**ASSIGNMENT:**
Could you output every record below exactly as it appears?

BEGIN DATASET EXCERPTS

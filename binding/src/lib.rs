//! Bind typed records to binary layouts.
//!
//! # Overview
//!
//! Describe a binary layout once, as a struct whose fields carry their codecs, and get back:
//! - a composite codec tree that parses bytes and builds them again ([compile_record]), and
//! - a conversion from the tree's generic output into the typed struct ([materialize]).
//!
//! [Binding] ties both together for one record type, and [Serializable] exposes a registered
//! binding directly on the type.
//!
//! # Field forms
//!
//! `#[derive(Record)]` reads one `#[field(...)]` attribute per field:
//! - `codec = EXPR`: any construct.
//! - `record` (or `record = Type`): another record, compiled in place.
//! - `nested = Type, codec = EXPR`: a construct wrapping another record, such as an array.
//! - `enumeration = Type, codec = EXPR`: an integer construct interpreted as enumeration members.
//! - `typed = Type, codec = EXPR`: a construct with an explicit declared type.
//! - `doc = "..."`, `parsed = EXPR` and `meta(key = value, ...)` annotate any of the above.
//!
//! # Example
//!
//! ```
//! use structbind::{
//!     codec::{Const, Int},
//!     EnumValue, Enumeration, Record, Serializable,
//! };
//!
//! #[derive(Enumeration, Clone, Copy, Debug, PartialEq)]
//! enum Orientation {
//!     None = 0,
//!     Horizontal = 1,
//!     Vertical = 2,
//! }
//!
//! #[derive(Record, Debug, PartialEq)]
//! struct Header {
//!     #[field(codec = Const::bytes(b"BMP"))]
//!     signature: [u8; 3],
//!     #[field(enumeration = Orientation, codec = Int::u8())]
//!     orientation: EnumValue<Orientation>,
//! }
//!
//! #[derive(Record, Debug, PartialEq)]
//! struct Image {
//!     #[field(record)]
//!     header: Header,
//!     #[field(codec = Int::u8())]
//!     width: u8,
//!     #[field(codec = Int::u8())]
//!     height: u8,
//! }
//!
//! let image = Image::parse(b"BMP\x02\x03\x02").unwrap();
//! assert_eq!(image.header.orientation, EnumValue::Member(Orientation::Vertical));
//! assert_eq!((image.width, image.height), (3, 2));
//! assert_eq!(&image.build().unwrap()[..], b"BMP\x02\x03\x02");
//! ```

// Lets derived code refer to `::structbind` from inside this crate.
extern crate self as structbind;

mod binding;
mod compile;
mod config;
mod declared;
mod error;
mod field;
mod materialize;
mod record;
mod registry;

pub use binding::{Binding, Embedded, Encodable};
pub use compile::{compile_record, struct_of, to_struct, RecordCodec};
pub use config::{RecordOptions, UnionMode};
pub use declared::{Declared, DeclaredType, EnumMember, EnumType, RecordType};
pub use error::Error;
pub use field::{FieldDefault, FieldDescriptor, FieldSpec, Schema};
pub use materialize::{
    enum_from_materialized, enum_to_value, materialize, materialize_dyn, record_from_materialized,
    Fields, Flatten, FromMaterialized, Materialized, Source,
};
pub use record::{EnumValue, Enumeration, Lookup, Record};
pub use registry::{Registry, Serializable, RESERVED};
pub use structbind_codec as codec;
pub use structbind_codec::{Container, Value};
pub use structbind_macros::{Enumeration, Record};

END DATASET EXCERPTS

**SOLUTION:**
filename binding/src/lib.rs
//! Bind typed records to binary layouts.
//!
//! # Overview
//!
//! Describe a binary layout once, as a struct whose fields carry their codecs, and get back:
//! - a composite codec tree that parses bytes and builds them again ([compile_record]), and
//! - a conversion from the tree's generic output into the typed struct ([materialize]).
//!
//! [Binding] ties both together for one record type, and [Serializable] exposes a registered
//! binding directly on the type.
//!
//! # Field forms
//!
//! `#[derive(Record)]` reads one `#[field(...)]` attribute per field:
//! - `codec = EXPR`: any construct.
//! - `record` (or `record = Type`): another record, compiled in place.
//! - `nested = Type, codec = EXPR`: a construct wrapping another record, such as an array.
//! - `enumeration = Type, codec = EXPR`: an integer construct interpreted as enumeration members.
//! - `typed = Type, codec = EXPR`: a construct with an explicit declared type.
//! - `doc = "..."`, `parsed = EXPR` and `meta(key = value, ...)` annotate any of the above.
//!
//! # Example
//!
//! ```
//! use structbind::{
//!     codec::{Const, Int},
//!     EnumValue, Enumeration, Record, Serializable,
//! };
//!
//! #[derive(Enumeration, Clone, Copy, Debug, PartialEq)]
//! enum Orientation {
//!     None = 0,
//!     Horizontal = 1,
//!     Vertical = 2,
//! }
//!
//! #[derive(Record, Debug, PartialEq)]
//! struct Header {
//!     #[field(codec = Const::bytes(b"BMP"))]
//!     signature: [u8; 3],
//!     #[field(enumeration = Orientation, codec = Int::u8())]
//!     orientation: EnumValue<Orientation>,
//! }
//!
//! #[derive(Record, Debug, PartialEq)]
//! struct Image {
//!     #[field(record)]
//!     header: Header,
//!     #[field(codec = Int::u8())]
//!     width: u8,
//!     #[field(codec = Int::u8())]
//!     height: u8,
//! }
//!
//! let image = Image::parse(b"BMP\x02\x03\x02").unwrap();
//! assert_eq!(image.header.orientation, EnumValue::Member(Orientation::Vertical));
//! assert_eq!((image.width, image.height), (3, 2));
//! assert_eq!(&image.build().unwrap()[..], b"BMP\x02\x03\x02");
//! ```

// Lets derived code refer to `::structbind` from inside this crate.
extern crate self as structbind;

mod binding;
mod compile;
mod config;
mod declared;
mod error;
mod field;
mod materialize;
mod record;
mod registry;

pub use binding::{Binding, Embedded, Encodable};
pub use compile::{compile_record, struct_of, to_struct, RecordCodec};
pub use config::{RecordOptions, UnionMode};
pub use declared::{Declared, DeclaredType, EnumMember, EnumType, RecordType};
pub use error::Error;
pub use field::{FieldDefault, FieldDescriptor, FieldSpec, Schema};
pub use materialize::{
    enum_from_materialized, enum_to_value, materialize, materialize_dyn, record_from_materialized,
    Fields, Flatten, FromMaterialized, Materialized, Source,
};
pub use record::{EnumValue, Enumeration, Lookup, Record};
pub use registry::{Registry, Serializable, RESERVED};
pub use structbind_codec as codec;
pub use structbind_codec::{Container, Value};
pub use structbind_macros::{Enumeration, Record};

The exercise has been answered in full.